§ **Action item**:
Restrict the output to the lines below starting at the one that contains "fn dedup(ids: Vec<FrameId>)" and ending at the one that contains "in canonical order.", and restate them word for word, both ends included.
***
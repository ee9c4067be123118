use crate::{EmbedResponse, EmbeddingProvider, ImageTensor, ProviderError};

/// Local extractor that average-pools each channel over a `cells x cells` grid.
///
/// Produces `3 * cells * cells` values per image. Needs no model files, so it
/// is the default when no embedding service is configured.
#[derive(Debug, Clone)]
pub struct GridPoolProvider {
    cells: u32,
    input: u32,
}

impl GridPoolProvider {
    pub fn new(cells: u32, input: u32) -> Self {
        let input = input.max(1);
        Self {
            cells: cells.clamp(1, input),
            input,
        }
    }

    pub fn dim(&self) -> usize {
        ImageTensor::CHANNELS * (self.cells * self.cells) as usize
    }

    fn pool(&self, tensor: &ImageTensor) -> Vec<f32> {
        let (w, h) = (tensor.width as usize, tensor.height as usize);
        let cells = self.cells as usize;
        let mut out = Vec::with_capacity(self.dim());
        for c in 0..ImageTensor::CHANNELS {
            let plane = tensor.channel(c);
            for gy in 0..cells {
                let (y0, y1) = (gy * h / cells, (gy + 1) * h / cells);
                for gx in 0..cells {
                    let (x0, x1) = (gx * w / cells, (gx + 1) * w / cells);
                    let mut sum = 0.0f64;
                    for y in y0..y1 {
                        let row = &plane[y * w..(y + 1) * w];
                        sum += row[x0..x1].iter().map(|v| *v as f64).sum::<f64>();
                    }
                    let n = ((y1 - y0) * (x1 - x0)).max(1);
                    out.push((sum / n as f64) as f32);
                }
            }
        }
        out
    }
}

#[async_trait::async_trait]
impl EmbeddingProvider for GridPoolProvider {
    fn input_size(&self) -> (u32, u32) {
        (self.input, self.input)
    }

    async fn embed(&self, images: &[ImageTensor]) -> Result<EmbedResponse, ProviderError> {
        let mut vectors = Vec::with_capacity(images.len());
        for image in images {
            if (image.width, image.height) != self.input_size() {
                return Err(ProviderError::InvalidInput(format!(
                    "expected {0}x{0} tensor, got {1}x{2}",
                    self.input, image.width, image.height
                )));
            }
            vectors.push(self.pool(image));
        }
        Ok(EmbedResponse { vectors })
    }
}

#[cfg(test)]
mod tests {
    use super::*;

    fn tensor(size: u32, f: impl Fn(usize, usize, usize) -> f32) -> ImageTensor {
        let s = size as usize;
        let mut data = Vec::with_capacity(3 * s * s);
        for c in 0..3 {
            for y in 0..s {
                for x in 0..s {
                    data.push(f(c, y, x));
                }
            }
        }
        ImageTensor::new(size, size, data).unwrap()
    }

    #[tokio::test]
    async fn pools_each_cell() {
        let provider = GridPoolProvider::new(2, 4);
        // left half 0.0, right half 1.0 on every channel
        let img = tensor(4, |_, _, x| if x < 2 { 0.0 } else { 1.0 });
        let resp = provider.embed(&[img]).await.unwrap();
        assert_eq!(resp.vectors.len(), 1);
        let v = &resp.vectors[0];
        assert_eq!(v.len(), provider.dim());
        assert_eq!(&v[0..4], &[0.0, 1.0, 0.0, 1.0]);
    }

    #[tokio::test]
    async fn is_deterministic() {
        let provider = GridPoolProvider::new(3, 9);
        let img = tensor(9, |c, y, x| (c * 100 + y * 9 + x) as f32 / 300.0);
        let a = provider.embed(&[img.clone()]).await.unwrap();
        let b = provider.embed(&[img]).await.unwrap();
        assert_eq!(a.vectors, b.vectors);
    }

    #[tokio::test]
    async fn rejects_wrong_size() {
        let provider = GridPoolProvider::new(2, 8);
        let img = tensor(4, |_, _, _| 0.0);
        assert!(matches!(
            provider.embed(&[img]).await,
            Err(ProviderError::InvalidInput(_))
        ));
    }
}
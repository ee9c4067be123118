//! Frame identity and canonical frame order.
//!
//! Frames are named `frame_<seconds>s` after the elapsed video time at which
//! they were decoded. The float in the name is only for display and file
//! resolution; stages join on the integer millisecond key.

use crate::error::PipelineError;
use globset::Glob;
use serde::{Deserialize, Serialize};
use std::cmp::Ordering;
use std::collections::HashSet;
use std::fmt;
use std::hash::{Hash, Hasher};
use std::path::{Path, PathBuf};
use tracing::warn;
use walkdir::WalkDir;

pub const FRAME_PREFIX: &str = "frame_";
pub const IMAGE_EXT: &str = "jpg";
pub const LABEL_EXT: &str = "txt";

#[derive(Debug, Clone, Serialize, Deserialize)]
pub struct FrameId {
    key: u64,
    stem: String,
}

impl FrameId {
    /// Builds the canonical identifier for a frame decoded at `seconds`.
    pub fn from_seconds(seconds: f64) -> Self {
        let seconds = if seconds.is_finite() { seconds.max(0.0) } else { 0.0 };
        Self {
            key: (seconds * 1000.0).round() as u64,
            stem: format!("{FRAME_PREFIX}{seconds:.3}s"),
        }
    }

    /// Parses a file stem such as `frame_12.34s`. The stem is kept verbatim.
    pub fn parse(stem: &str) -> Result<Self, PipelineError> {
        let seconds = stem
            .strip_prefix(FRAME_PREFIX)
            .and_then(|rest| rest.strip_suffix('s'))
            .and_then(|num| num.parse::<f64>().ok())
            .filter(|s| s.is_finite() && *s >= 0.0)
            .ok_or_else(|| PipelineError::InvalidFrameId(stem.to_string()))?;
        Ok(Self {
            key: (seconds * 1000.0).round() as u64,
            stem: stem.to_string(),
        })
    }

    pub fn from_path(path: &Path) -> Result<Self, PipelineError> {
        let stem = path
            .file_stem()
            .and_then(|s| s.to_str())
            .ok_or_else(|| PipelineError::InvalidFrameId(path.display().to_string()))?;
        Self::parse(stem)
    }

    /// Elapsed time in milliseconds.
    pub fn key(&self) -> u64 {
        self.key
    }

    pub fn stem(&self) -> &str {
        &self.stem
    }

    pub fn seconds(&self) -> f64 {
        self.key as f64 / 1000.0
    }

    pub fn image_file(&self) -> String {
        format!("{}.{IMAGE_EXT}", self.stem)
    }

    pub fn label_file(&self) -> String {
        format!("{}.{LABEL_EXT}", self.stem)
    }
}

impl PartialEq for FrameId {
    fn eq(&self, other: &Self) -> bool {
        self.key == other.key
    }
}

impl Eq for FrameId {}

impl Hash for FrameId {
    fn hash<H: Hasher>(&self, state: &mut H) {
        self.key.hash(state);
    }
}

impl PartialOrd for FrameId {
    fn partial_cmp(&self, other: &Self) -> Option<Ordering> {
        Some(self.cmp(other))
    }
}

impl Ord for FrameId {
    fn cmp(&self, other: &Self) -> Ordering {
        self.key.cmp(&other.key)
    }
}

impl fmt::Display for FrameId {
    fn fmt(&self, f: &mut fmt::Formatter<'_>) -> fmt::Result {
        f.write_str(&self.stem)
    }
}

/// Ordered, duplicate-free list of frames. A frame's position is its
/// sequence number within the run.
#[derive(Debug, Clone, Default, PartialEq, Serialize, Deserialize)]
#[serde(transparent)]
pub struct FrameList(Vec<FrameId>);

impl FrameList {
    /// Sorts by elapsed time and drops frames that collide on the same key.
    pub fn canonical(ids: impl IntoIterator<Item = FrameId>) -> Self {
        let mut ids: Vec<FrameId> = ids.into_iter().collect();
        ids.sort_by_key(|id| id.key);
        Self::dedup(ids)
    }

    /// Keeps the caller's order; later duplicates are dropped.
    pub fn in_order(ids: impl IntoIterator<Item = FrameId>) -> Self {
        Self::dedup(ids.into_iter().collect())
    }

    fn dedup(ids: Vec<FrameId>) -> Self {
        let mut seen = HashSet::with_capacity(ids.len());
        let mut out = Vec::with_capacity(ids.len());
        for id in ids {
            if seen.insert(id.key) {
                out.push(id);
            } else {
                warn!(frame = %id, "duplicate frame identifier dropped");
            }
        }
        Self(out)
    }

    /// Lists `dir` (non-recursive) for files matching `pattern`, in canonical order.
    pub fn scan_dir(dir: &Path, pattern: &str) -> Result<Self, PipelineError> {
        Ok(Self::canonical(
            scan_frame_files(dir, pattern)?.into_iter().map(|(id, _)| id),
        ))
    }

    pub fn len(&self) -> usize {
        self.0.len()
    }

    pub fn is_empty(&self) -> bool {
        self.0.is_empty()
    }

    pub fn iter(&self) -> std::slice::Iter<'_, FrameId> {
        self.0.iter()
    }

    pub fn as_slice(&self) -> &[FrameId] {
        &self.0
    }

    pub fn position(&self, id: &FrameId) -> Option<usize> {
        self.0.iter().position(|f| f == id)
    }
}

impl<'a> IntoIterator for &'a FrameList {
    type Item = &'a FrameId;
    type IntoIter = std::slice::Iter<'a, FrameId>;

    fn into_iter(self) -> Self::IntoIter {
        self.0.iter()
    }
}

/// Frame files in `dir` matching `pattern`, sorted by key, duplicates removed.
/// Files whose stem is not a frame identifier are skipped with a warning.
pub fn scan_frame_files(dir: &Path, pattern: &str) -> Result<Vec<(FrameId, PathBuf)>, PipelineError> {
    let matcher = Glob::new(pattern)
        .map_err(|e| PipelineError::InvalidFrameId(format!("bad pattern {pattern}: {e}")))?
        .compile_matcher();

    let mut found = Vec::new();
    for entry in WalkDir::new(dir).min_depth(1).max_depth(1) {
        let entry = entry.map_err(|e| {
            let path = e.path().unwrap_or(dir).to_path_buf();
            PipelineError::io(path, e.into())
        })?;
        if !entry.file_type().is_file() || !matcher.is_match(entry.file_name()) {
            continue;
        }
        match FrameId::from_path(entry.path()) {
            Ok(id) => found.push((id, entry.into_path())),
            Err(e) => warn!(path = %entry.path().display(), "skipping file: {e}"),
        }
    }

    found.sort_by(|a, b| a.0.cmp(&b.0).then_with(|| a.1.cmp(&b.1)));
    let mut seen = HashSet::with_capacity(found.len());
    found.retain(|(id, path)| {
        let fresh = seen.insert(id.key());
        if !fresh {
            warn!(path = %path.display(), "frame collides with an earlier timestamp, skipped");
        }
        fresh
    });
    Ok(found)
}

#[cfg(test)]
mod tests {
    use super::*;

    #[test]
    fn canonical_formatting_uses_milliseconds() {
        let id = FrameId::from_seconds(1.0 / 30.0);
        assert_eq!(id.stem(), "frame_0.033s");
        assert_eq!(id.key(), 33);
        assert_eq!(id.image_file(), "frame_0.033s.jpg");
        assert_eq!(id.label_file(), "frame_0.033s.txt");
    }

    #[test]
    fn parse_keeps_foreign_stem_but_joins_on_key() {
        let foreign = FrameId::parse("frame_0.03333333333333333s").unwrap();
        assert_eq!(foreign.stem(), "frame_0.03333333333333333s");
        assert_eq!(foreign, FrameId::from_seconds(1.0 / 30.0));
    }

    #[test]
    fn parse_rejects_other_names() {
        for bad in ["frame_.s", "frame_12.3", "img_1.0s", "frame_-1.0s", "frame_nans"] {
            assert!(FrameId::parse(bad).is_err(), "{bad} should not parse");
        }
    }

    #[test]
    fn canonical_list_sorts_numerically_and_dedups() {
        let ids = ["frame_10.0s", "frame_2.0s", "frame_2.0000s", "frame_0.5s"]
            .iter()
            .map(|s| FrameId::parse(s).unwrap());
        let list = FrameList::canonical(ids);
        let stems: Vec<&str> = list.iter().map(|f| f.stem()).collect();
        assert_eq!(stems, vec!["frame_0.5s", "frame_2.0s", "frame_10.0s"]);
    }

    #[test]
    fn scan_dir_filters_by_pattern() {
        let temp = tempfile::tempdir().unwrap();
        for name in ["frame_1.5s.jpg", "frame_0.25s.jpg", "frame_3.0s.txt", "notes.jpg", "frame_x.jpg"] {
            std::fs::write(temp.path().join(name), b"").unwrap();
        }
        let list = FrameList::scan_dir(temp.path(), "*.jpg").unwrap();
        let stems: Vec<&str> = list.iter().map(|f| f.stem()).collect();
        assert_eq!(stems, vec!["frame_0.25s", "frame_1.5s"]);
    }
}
***
§ **Task solution**:
    fn dedup(ids: Vec<FrameId>) -> Self {
        let mut seen = HashSet::with_capacity(ids.len());
        let mut out = Vec::with_capacity(ids.len());
        for id in ids {
            if seen.insert(id.key) {
                out.push(id);
            } else {
                warn!(frame = %id, "duplicate frame identifier dropped");
            }
        }
        Self(out)
    }

    /// Lists `dir` (non-recursive) for files matching `pattern`, in canonical order.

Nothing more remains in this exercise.